> _WORK INSTRUCTIONS_: Write out the data that follows. Keep every character unchanged.

Dataset excerpts:
#[tokio::test]
async fn test_demo_seeding_inserts_fixtures_once() {
    let fixture = TestFixture::seeded().await;

    let snapshot: Value = fixture
        .client
        .get(fixture.url("/api/datastore"))
        .send()
        .await
        .unwrap()
        .json()
        .await
        .unwrap();
    assert_eq!(snapshot["data"]["matches"].as_array().unwrap().len(), 2);
    assert_eq!(snapshot["data"]["teams"].as_array().unwrap().len(), 4);
    assert_eq!(snapshot["data"]["players"].as_array().unwrap().len(), 4);

    // Rows match the demo fixtures
    let teams = snapshot["data"]["teams"].as_array().unwrap();
    assert!(teams.iter().all(|t| t["org"] == "COS"));
    let players = snapshot["data"]["players"].as_array().unwrap();
    let maria = players
        .iter()
        .find(|p| p["name"] == "Maria Garcia")
        .unwrap();
    assert_eq!(maria["position"], "Small Forward");

    // Running the seeders again changes nothing
    seed_admin(&fixture.repo, &fixture.config).await.unwrap();
    seed_demo_data(&fixture.repo).await.unwrap();

    assert_eq!(fixture.repo.count_admins().await.unwrap(), 1);
    let again: Value = fixture
        .client
        .get(fixture.url("/api/datastore"))
        .send()
        .await
        .unwrap()
        .json()
        .await
        .unwrap();
    assert_eq!(again["data"]["matches"].as_array().unwrap().len(), 2);
    assert_eq!(again["data"]["teams"].as_array().unwrap().len(), 4);
    assert_eq!(again["data"]["players"].as_array().unwrap().len(), 4);
}

#[tokio::test]
async fn test_team_crud() {
    let fixture = TestFixture::new().await;

    let create_body: Value = fixture
        .client
        .post(fixture.url("/api/teams"))
        .json(&json!({
            "name": "COS Scions",
            "org": "College of Science",
            "primarySport": "Basketball Men"
        }))
        .send()
        .await
        .unwrap()
        .json()
        .await
        .unwrap();
    assert_eq!(create_body["success"], true);
    let team_id = create_body["data"]["id"].as_str().unwrap().to_string();

    let list_body: Value = fixture
        .client
        .get(fixture.url("/api/teams"))
        .send()
        .await
        .unwrap()
        .json()
        .await
        .unwrap();
    assert_eq!(list_body["data"].as_array().unwrap().len(), 1);

    let delete_resp = fixture
        .client
        .delete(fixture.url(&format!("/api/teams/{}", team_id)))
        .send()
        .await
        .unwrap();
    assert_eq!(delete_resp.status(), 200);
}

#[tokio::test]
async fn test_stat_update_patches_only_sent_fields() {
    let fixture = TestFixture::new().await;

    let create_body: Value = fixture
        .client
        .post(fixture.url("/api/stats"))
        .json(&json!({
            "type": "Team",
            "sport": "Basketball Men",
            "college": "COS Scions",
            "statName": "Wins",
            "statValue": "3"
        }))
        .send()
        .await
        .unwrap()
        .json()
        .await
        .unwrap();
    assert_eq!(create_body["success"], true);
    let stat_id = create_body["data"]["id"].as_str().unwrap().to_string();

    let update_body: Value = fixture
        .client
        .put(fixture.url(&format!("/api/stats/{}", stat_id)))
        .json(&json!({ "statValue": "4" }))
        .send()
        .await
        .unwrap()
        .json()
        .await
        .unwrap();
    assert_eq!(update_body["data"]["statValue"], "4");
    // Untouched fields keep their prior values
    assert_eq!(update_body["data"]["statName"], "Wins");
    assert_eq!(update_body["data"]["college"], "COS Scions");

    // Patching a missing stat reports the miss
    let missing_resp = fixture
        .client
        .put(fixture.url("/api/stats/no-such-stat"))
        .json(&json!({ "statValue": "9" }))
        .send()
        .await
        .unwrap();
    assert_eq!(missing_resp.status(), 404);
}

#[tokio::test]
async fn test_stat_flipped_to_team_drops_player_id() {
    let fixture = TestFixture::new().await;

    let player = fixture
        .create_player("Juan Santos", "COS Scions", "Basketball Men", 7)
        .await;
    let player_id = player["data"]["id"].as_str().unwrap().to_string();

    let create_body: Value = fixture
        .client
        .post(fixture.url("/api/stats"))
        .json(&json!({
            "type": "Player",
            "sport": "Basketball Men",
            "college": "COS Scions",
            "playerId": player_id,
            "statName": "Points",
            "statValue": "21"
        }))
        .send()
        .await
        .unwrap()
        .json()
        .await
        .unwrap();
    assert_eq!(create_body["data"]["playerId"].as_str().unwrap(), player_id);
    let stat_id = create_body["data"]["id"].as_str().unwrap().to_string();

    // Reclassifying as a team stat drops the player reference
    let update_body: Value = fixture
        .client
        .put(fixture.url(&format!("/api/stats/{}", stat_id)))
        .json(&json!({ "type": "Team", "statName": "Team Points" }))
        .send()
        .await
        .unwrap()
        .json()
        .await
        .unwrap();
    assert_eq!(update_body["data"]["type"], "Team");
    assert!(update_body["data"]["playerId"].is_null());

    // And it stays dropped on a fresh read
    let list_body: Value = fixture
        .client
        .get(fixture.url("/api/stats"))
        .send()
        .await
        .unwrap()
        .json()
        .await
        .unwrap();
    assert!(list_body["data"][0]["playerId"].is_null());
}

> _RESPONSE AREA_:
#[tokio::test]
async fn test_demo_seeding_inserts_fixtures_once() {
    let fixture = TestFixture::seeded().await;

    let snapshot: Value = fixture
        .client
        .get(fixture.url("/api/datastore"))
        .send()
        .await
        .unwrap()
        .json()
        .await
        .unwrap();
    assert_eq!(snapshot["data"]["matches"].as_array().unwrap().len(), 2);
    assert_eq!(snapshot["data"]["teams"].as_array().unwrap().len(), 4);
    assert_eq!(snapshot["data"]["players"].as_array().unwrap().len(), 4);

    // Rows match the demo fixtures
    let teams = snapshot["data"]["teams"].as_array().unwrap();
    assert!(teams.iter().all(|t| t["org"] == "COS"));
    let players = snapshot["data"]["players"].as_array().unwrap();
    let maria = players
        .iter()
        .find(|p| p["name"] == "Maria Garcia")
        .unwrap();
    assert_eq!(maria["position"], "Small Forward");

    // Running the seeders again changes nothing
    seed_admin(&fixture.repo, &fixture.config).await.unwrap();
    seed_demo_data(&fixture.repo).await.unwrap();

    assert_eq!(fixture.repo.count_admins().await.unwrap(), 1);
    let again: Value = fixture
        .client
        .get(fixture.url("/api/datastore"))
        .send()
        .await
        .unwrap()
        .json()
        .await
        .unwrap();
    assert_eq!(again["data"]["matches"].as_array().unwrap().len(), 2);
    assert_eq!(again["data"]["teams"].as_array().unwrap().len(), 4);
    assert_eq!(again["data"]["players"].as_array().unwrap().len(), 4);
}

#[tokio::test]
async fn test_team_crud() {
    let fixture = TestFixture::new().await;

    let create_body: Value = fixture
        .client
        .post(fixture.url("/api/teams"))
        .json(&json!({
            "name": "COS Scions",
            "org": "College of Science",
            "primarySport": "Basketball Men"
        }))
        .send()
        .await
        .unwrap()
        .json()
        .await
        .unwrap();
    assert_eq!(create_body["success"], true);
    let team_id = create_body["data"]["id"].as_str().unwrap().to_string();

    let list_body: Value = fixture
        .client
        .get(fixture.url("/api/teams"))
        .send()
        .await
        .unwrap()
        .json()
        .await
        .unwrap();
    assert_eq!(list_body["data"].as_array().unwrap().len(), 1);

    let delete_resp = fixture
        .client
        .delete(fixture.url(&format!("/api/teams/{}", team_id)))
        .send()
        .await
        .unwrap();
    assert_eq!(delete_resp.status(), 200);
}

#[tokio::test]
async fn test_stat_update_patches_only_sent_fields() {
    let fixture = TestFixture::new().await;

    let create_body: Value = fixture
        .client
        .post(fixture.url("/api/stats"))
        .json(&json!({
            "type": "Team",
            "sport": "Basketball Men",
            "college": "COS Scions",
            "statName": "Wins",
            "statValue": "3"
        }))
        .send()
        .await
        .unwrap()
        .json()
        .await
        .unwrap();
    assert_eq!(create_body["success"], true);
    let stat_id = create_body["data"]["id"].as_str().unwrap().to_string();

    let update_body: Value = fixture
        .client
        .put(fixture.url(&format!("/api/stats/{}", stat_id)))
        .json(&json!({ "statValue": "4" }))
        .send()
        .await
        .unwrap()
        .json()
        .await
        .unwrap();
    assert_eq!(update_body["data"]["statValue"], "4");
    // Untouched fields keep their prior values
    assert_eq!(update_body["data"]["statName"], "Wins");
    assert_eq!(update_body["data"]["college"], "COS Scions");

    // Patching a missing stat reports the miss
    let missing_resp = fixture
        .client
        .put(fixture.url("/api/stats/no-such-stat"))
        .json(&json!({ "statValue": "9" }))
        .send()
        .await
        .unwrap();
    assert_eq!(missing_resp.status(), 404);
}

#[tokio::test]
async fn test_stat_flipped_to_team_drops_player_id() {
    let fixture = TestFixture::new().await;

    let player = fixture
        .create_player("Juan Santos", "COS Scions", "Basketball Men", 7)
        .await;
    let player_id = player["data"]["id"].as_str().unwrap().to_string();

    let create_body: Value = fixture
        .client
        .post(fixture.url("/api/stats"))
        .json(&json!({
            "type": "Player",
            "sport": "Basketball Men",
            "college": "COS Scions",
            "playerId": player_id,
            "statName": "Points",
            "statValue": "21"
        }))
        .send()
        .await
        .unwrap()
        .json()
        .await
        .unwrap();
    assert_eq!(create_body["data"]["playerId"].as_str().unwrap(), player_id);
    let stat_id = create_body["data"]["id"].as_str().unwrap().to_string();

    // Reclassifying as a team stat drops the player reference
    let update_body: Value = fixture
        .client
        .put(fixture.url(&format!("/api/stats/{}", stat_id)))
        .json(&json!({ "type": "Team", "statName": "Team Points" }))
        .send()
        .await
        .unwrap()
        .json()
        .await
        .unwrap();
    assert_eq!(update_body["data"]["type"], "Team");
    assert!(update_body["data"]["playerId"].is_null());

    // And it stays dropped on a fresh read
    let list_body: Value = fixture
        .client
        .get(fixture.url("/api/stats"))
        .send()
        .await
        .unwrap()
        .json()
        .await
        .unwrap();
    assert!(list_body["data"][0]["playerId"].is_null());
}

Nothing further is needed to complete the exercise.